After noticing some patterns in delta epsilon proofs, I was able to prove a theorem regarding the factorability of quadratics. My question is, if this proof is correct, has it been documented before? And if it has been documented before are there any extensions of the theorem to other contexts?
Theorem: If $f$ is a quadratic with rational coefficients then $f(x)-f(q)$ is factorable $\forall q \in \mathbb{Q}$. (i.e. $\exists \lambda , r_1 , r_2, \in \mathbb{Q} $ $ st. f(x)-f(q)=\lambda (x-r_1)(x-r_2)$)
Proof: Fix $a,b,c \in \mathbb{Q}$ and consider $f(x):= ax^2+bx+c$. Then $\forall q \in \mathbb{Q} $ $f(x)-f(q)= ax^2+bx+c-(aq^2+bq+c)= ax^2+bx-aq^2-bq$. We will continue by reducing this quadratic into factored form $\lambda (x-r_1)(x-r_2)$ and demonstrating that $\lambda,r_1,r_2 \in \mathbb{Q}$. Here $r_1,r_2$ are given by the quadratic formula, and $a= \lambda$ which we already know to be rational. All that is left to show is that $$\frac{-b \pm \sqrt{b^2-4a(aq^2-bq)}}{2a} \in \mathbb{Q}$$ Which can be done by noticing that $\sqrt{b^2-4a(aq^2-bq)}=\sqrt{b^2+4abq+4a^2q^2}= \sqrt{(b+2aq)^2}=|b-2aq|$ $ \forall b,a,q \in \mathbb{R}$. Therefore the roots are rational $ \forall b,a,q \in \mathbb{Q}$ which was to be shown. $\square$
Corollary: $\forall a,b \in \mathbb{Q}$ $ \exists c \ne 0 \in \mathbb{Q}$ st. $ax^2+bx+c$ is factorable.

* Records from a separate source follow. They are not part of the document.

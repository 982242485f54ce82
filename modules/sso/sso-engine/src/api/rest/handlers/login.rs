//! Browser login, usage policy, second factor and logout.

use std::sync::Arc;

use axum::Json;
use axum::extract::{Extension, Form, Query};
use axum::http::{HeaderMap, StatusCode};
use axum::response::{IntoResponse, Response};
use tracing::field::Empty;

use super::{ApiResult, PageError, found, with_cookies};
use crate::api::rest::cookies::{clear_tgc_cookie, device_context, read_cookie, tgc_cookie};
use crate::api::rest::dto::{
    AupForm, AupStatusDto, FlowQuery, LoginForm, LoginQuery, LogoutParams, MfaForm,
};
use crate::api::rest::views;
use crate::domain::error::DomainError;
use crate::domain::session::{CredentialSubmission, LoginOutcome, TrustRequest};
use crate::module::SsoEngine;

const AUTHENTICATION_FAILED_MESSAGE: &str =
    "Authentication attempt has failed, likely due to invalid credentials. Please verify and try again.";
const SURROGATE_FAILED_MESSAGE: &str =
    "You are not authorized to impersonate the requested account.";
const INVALID_TOKEN_MESSAGE: &str = "The token you provided is invalid. Please try again.";

fn tgc(engine: &SsoEngine, headers: &HeaderMap) -> Option<String> {
    read_cookie(headers, &engine.config().tgc.name)
}

fn render_outcome(engine: &SsoEngine, outcome: LoginOutcome, renew: bool) -> Response {
    match outcome {
        LoginOutcome::CredentialsRequired { service } => {
            let name = &engine.config().server.name;
            views::login_page(name, service.as_deref(), renew, None).into_response()
        }
        LoginOutcome::AupPending {
            flow_id,
            principal,
            terms,
        } => views::aup_page(&flow_id, &principal, &terms).into_response(),
        LoginOutcome::MfaPending {
            flow_id,
            provider,
            can_trust_device,
            ..
        } => views::mfa_page(&flow_id, &provider, can_trust_device, None).into_response(),
        LoginOutcome::Authenticated(session) => {
            let response = match &session.redirect {
                Some(location) => found(location),
                None => views::logged_in_page(&session.principal.id).into_response(),
            };
            if session.new_login {
                with_cookies(response, tgc_cookie(&engine.config().tgc, &session.tgt_id))
            } else {
                response
            }
        }
    }
}

/// `GET /login`: SSO reuse or the credential prompt.
#[tracing::instrument(skip(engine, headers, query), fields(service = ?query.service, request_id = Empty))]
pub async fn login_form(
    Extension(engine): Extension<Arc<SsoEngine>>,
    Query(query): Query<LoginQuery>,
    headers: HeaderMap,
) -> Result<Response, PageError> {
    let renew = query.renew();
    let outcome = engine.sessions().begin(
        tgc(&engine, &headers).as_deref(),
        query.service().as_deref(),
        renew,
    )?;

    let cfg = engine.config();
    let (_, device_cookie) = device_context(&headers, &cfg.mfa.device_cookie_name, cfg.tgc.secure);
    Ok(with_cookies(render_outcome(&engine, outcome, renew), device_cookie))
}

/// `POST /login`: credential submission.
#[tracing::instrument(skip(engine, headers, form), fields(username = %form.username, request_id = Empty))]
pub async fn submit_login(
    Extension(engine): Extension<Arc<SsoEngine>>,
    headers: HeaderMap,
    Form(form): Form<LoginForm>,
) -> Response {
    let cfg = engine.config();
    let (device, device_cookie) =
        device_context(&headers, &cfg.mfa.device_cookie_name, cfg.tgc.secure);
    let renew = form.renew();
    let service = form.service();

    let submission = CredentialSubmission::new(form.credential())
        .service(service.clone())
        .renew(renew)
        .surrogate_target(form.surrogate())
        .device(device);

    let response = match engine.sessions().submit_credentials(submission).await {
        Ok(outcome) => render_outcome(&engine, outcome, renew),
        Err(e) => {
            let message = match e {
                DomainError::AuthenticationFailed(_) => Some(AUTHENTICATION_FAILED_MESSAGE),
                DomainError::SurrogateNotAuthorized { .. }
                | DomainError::UnknownSurrogateTarget(_) => Some(SURROGATE_FAILED_MESSAGE),
                _ => None,
            };
            match message {
                Some(message) => (
                    StatusCode::UNAUTHORIZED,
                    views::login_page(&cfg.server.name, service.as_deref(), renew, Some(message)),
                )
                    .into_response(),
                None => PageError(e).into_response(),
            }
        }
    };
    with_cookies(response, device_cookie)
}

/// `POST /login/aup`: accept or decline the usage policy.
#[tracing::instrument(skip(engine, form), fields(decision = %form.decision, request_id = Empty))]
pub async fn submit_aup(
    Extension(engine): Extension<Arc<SsoEngine>>,
    Form(form): Form<AupForm>,
) -> Result<Response, PageError> {
    if form.decision.eq_ignore_ascii_case("decline") {
        let principal = engine.sessions().decline_aup(&form.execution)?;
        return Err(DomainError::PolicyNotAccepted(principal.id).into());
    }
    let outcome = engine.sessions().accept_aup(&form.execution).await?;
    Ok(render_outcome(&engine, outcome, false))
}

/// `GET /login/aup/status`: polling-safe acceptance check.
pub async fn aup_status(
    Extension(engine): Extension<Arc<SsoEngine>>,
    Query(query): Query<FlowQuery>,
) -> ApiResult<Json<AupStatusDto>> {
    let accepted = engine.sessions().aup_status(&query.execution).await?;
    Ok(Json(AupStatusDto {
        execution: query.execution,
        accepted,
    }))
}

/// `POST /login/mfa`: second factor, optionally trusting the device.
#[tracing::instrument(skip(engine, form), fields(remember = form.remember(), request_id = Empty))]
pub async fn submit_mfa(
    Extension(engine): Extension<Arc<SsoEngine>>,
    Form(form): Form<MfaForm>,
) -> Response {
    let trust = TrustRequest {
        remember: form.remember(),
        name: form.device_name.clone(),
    };
    match engine
        .sessions()
        .submit_token(&form.execution, form.token.trim(), trust)
        .await
    {
        Ok(outcome) => render_outcome(&engine, outcome, false),
        Err(e @ DomainError::MultifactorFailed(_)) => {
            let Some((provider, can_trust)) = engine.sessions().pending_mfa(&form.execution) else {
                return PageError(e).into_response();
            };
            let page = views::mfa_page(
                &form.execution,
                &provider,
                can_trust,
                Some(INVALID_TOKEN_MESSAGE),
            );
            (StatusCode::UNAUTHORIZED, page).into_response()
        }
        Err(e) => PageError(e).into_response(),
    }
}

/// `GET /logout`: confirmation page, or immediate logout when disabled.
pub async fn logout_form(
    Extension(engine): Extension<Arc<SsoEngine>>,
    Query(params): Query<LogoutParams>,
    headers: HeaderMap,
) -> Result<Response, PageError> {
    let tgc = tgc(&engine, &headers);
    if engine.config().logout.confirm
        && let Some(principal) = engine.sessions().session_principal(tgc.as_deref())
    {
        let page = views::logout_confirm_page(&principal.id, params.target().as_deref());
        return Ok(page.into_response());
    }
    logout(&engine, tgc.as_deref(), params.target().as_deref())
}

/// `POST /logout`.
pub async fn submit_logout(
    Extension(engine): Extension<Arc<SsoEngine>>,
    headers: HeaderMap,
    Form(params): Form<LogoutParams>,
) -> Result<Response, PageError> {
    let tgc = tgc(&engine, &headers);
    logout(&engine, tgc.as_deref(), params.target().as_deref())
}

fn logout(
    engine: &SsoEngine,
    tgc: Option<&str>,
    target: Option<&str>,
) -> Result<Response, PageError> {
    let outcome = engine.sessions().logout(tgc, target)?;
    let response = match &outcome.redirect {
        Some(location) => found(location),
        None => views::logged_out_page().into_response(),
    };
    Ok(with_cookies(response, clear_tgc_cookie(&engine.config().tgc)))
}
use std::sync::Arc;

use axum::routing::{get, post};
use axum::{Extension, Router};

use crate::api::rest::handlers::{self, login, oidc, tickets, trust, validate};
use crate::module::SsoEngine;

pub const TRUSTED_DEVICES: &str = "/actuator/multifactorTrustedDevices";

#[allow(clippy::needless_pass_by_value)] // Arc is intentionally passed by value for Extension layer
pub fn register_routes(mut router: Router, engine: Arc<SsoEngine>) -> Router {
    // Browser login and logout
    router = router
        .route("/login", get(login::login_form).post(login::submit_login))
        .route("/login/aup", post(login::submit_aup))
        .route("/login/aup/status", get(login::aup_status))
        .route("/login/mfa", post(login::submit_mfa))
        .route(
            "/logout",
            get(login::logout_form).post(login::submit_logout),
        );

    // Service ticket validation
    router = router
        .route(
            "/serviceValidate",
            get(validate::service_validate_get).post(validate::service_validate_post),
        )
        .route(
            "/p3/serviceValidate",
            get(validate::p3_service_validate_get).post(validate::p3_service_validate_post),
        );

    // REST ticket API
    router = router
        .route("/v1/tickets", post(tickets::create_tgt))
        .route(
            "/v1/tickets/{tgt}",
            post(tickets::create_st)
                .get(tickets::tgt_status)
                .delete(tickets::delete_tgt),
        )
        .route("/v1/users", post(tickets::authenticate_user));

    // Trusted devices
    router = router
        .route(TRUSTED_DEVICES, get(trust::list_all))
        .route(&format!("{TRUSTED_DEVICES}/export"), get(trust::export))
        .route(&format!("{TRUSTED_DEVICES}/import"), post(trust::import))
        .route(
            &format!("{TRUSTED_DEVICES}/{{key}}"),
            get(trust::list_by_principal).delete(trust::delete_record),
        );

    // OIDC
    router = router
        .route("/oidc/authorize", get(oidc::authorize).post(oidc::consent))
        .route("/oidc/token", get(oidc::token_get).post(oidc::token_post))
        .route("/oidc/profile", get(oidc::profile))
        .route(
            "/oidc/.well-known/openid-configuration",
            get(oidc::discovery),
        );

    router
        .route("/health", get(handlers::health))
        .layer(Extension(engine))
}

Proof: Apply the first result with any $q \in \mathbb{Q}$
I have also managed to generalize a form of this result to all functions, but it seems very useless. It should also be noted that it is the strongest version of the theorem that applies to higher degree polynomials that I have been able to prove.
Theorem B: For all continuous functions $f$ defined on some subset of the real line, and for all $r$ on that subset $f(x)-f(r)$ has a root of $r$.
Proof: Fix $f:D \to R$ and $r \in R$ st. $D,R \subset \mathbb{R}$. Then $f(x)-f(r)=0 \implies f(x)=f(r)$ which shows that r is a root of the function $f(x)-f(r)$ $ \square$
Remark: Theorem A I have been able to use widely in my tutoring because it allows for the creation of a factorable quadratic with extreme ease and gives a lot of control on what type of quadratic you obtain. The strongest version of A that applies to higher degrees seems to be that for even degrees $f(x)-f(r)$ has at least two real (or rational depending on your coefficients and choice of r) roots with at least one being r itself. I have not yet felt the need to write this into a formal proof because it seems not very useful, especially when compared with the quadratic case, but I suppose it is true. Theorem B seems both incredibly obvious and slightly non obvious, but I don’t think it’s that useful.
If anyone could offer more insight than what I have here that would be much appreciated.